• Work order: Your answer must be an exact repetition of every record.

• Stored data entries:
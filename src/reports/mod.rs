//! Reports module for Spendwise
//!
//! Aggregations over stored data: monthly cash flow, spending by category,
//! budget utilisation, net worth and goal progress. Amounts are converted to
//! the base currency. Transactions in transfer categories count as neither
//! income nor spending.

pub mod budgets;
pub mod categories;
pub mod goals;
pub mod monthly;
pub mod net_worth;

pub use budgets::BudgetReport;
pub use categories::{CategoryBreakdownReport, CategorySpending, MerchantSpending};
pub use goals::{GoalProgress, GoalReport};
pub use monthly::{MonthSummary, MonthlySummaryReport};
pub use net_worth::{AccountBalance, AccountTypeGroup, NetWorthReport, NetWorthSummary};

use std::collections::HashSet;

use chrono::NaiveDate;

use crate::currency::CurrencyConverter;
use crate::error::SpendwiseResult;
use crate::models::{Bucket, Money, Transaction};
use crate::storage::Storage;

/// A transaction with its amount in the base currency
#[derive(Debug, Clone)]
pub struct Flow {
    pub transaction: Transaction,
    pub amount: Money,
}

impl Flow {
    pub fn is_income(&self) -> bool {
        self.amount.is_positive()
    }

    pub fn is_spending(&self) -> bool {
        self.amount.is_negative()
    }
}

/// Non-transfer transactions dated within `start..=end`, oldest first
pub fn collect_flows(
    storage: &Storage,
    converter: &CurrencyConverter,
    start: NaiveDate,
    end: NaiveDate,
) -> SpendwiseResult<Vec<Flow>> {
    let transfer_labels: HashSet<String> = storage
        .categories
        .get_all_categories()?
        .into_iter()
        .filter(|c| c.bucket == Bucket::Transfer)
        .map(|c| c.name.to_lowercase())
        .collect();

    let mut transactions = storage.transactions.get_by_date_range(start, end)?;
    transactions.reverse();

    let mut flows = Vec::with_capacity(transactions.len());
    for transaction in transactions {
        let is_transfer = transaction
            .category
            .as_deref()
            .is_some_and(|c| transfer_labels.contains(&c.to_lowercase()));
        if is_transfer {
            continue;
        }
        let amount = converter.to_base(transaction.amount, &transaction.currency)?;
        flows.push(Flow {
            transaction,
            amount,
        });
    }
    Ok(flows)
}

/// Share of `part` in `total` as a percentage, 0 when the total is zero
pub(crate) fn percentage(part: Money, total: Money) -> f64 {
    if total.is_zero() {
        0.0
    } else {
        part.abs().cents() as f64 / total.abs().cents() as f64 * 100.0
    }
}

• Output of the exercise:
filename src/reports/mod.rs
//! Reports module for Spendwise
//!
//! Aggregations over stored data: monthly cash flow, spending by category,
//! budget utilisation, net worth and goal progress. Amounts are converted to
//! the base currency. Transactions in transfer categories count as neither
//! income nor spending.

pub mod budgets;
pub mod categories;
pub mod goals;
pub mod monthly;
pub mod net_worth;

pub use budgets::BudgetReport;
pub use categories::{CategoryBreakdownReport, CategorySpending, MerchantSpending};
pub use goals::{GoalProgress, GoalReport};
pub use monthly::{MonthSummary, MonthlySummaryReport};
pub use net_worth::{AccountBalance, AccountTypeGroup, NetWorthReport, NetWorthSummary};

use std::collections::HashSet;

use chrono::NaiveDate;

use crate::currency::CurrencyConverter;
use crate::error::SpendwiseResult;
use crate::models::{Bucket, Money, Transaction};
use crate::storage::Storage;

/// A transaction with its amount in the base currency
#[derive(Debug, Clone)]
pub struct Flow {
    pub transaction: Transaction,
    pub amount: Money,
}

impl Flow {
    pub fn is_income(&self) -> bool {
        self.amount.is_positive()
    }

    pub fn is_spending(&self) -> bool {
        self.amount.is_negative()
    }
}

/// Non-transfer transactions dated within `start..=end`, oldest first
pub fn collect_flows(
    storage: &Storage,
    converter: &CurrencyConverter,
    start: NaiveDate,
    end: NaiveDate,
) -> SpendwiseResult<Vec<Flow>> {
    let transfer_labels: HashSet<String> = storage
        .categories
        .get_all_categories()?
        .into_iter()
        .filter(|c| c.bucket == Bucket::Transfer)
        .map(|c| c.name.to_lowercase())
        .collect();

    let mut transactions = storage.transactions.get_by_date_range(start, end)?;
    transactions.reverse();

    let mut flows = Vec::with_capacity(transactions.len());
    for transaction in transactions {
        let is_transfer = transaction
            .category
            .as_deref()
            .is_some_and(|c| transfer_labels.contains(&c.to_lowercase()));
        if is_transfer {
            continue;
        }
        let amount = converter.to_base(transaction.amount, &transaction.currency)?;
        flows.push(Flow {
            transaction,
            amount,
        });
    }
    Ok(flows)
}

/// Share of `part` in `total` as a percentage, 0 when the total is zero
pub(crate) fn percentage(part: Money, total: Money) -> f64 {
    if total.is_zero() {
        0.0
    } else {
        part.abs().cents() as f64 / total.abs().cents() as f64 * 100.0
    }
}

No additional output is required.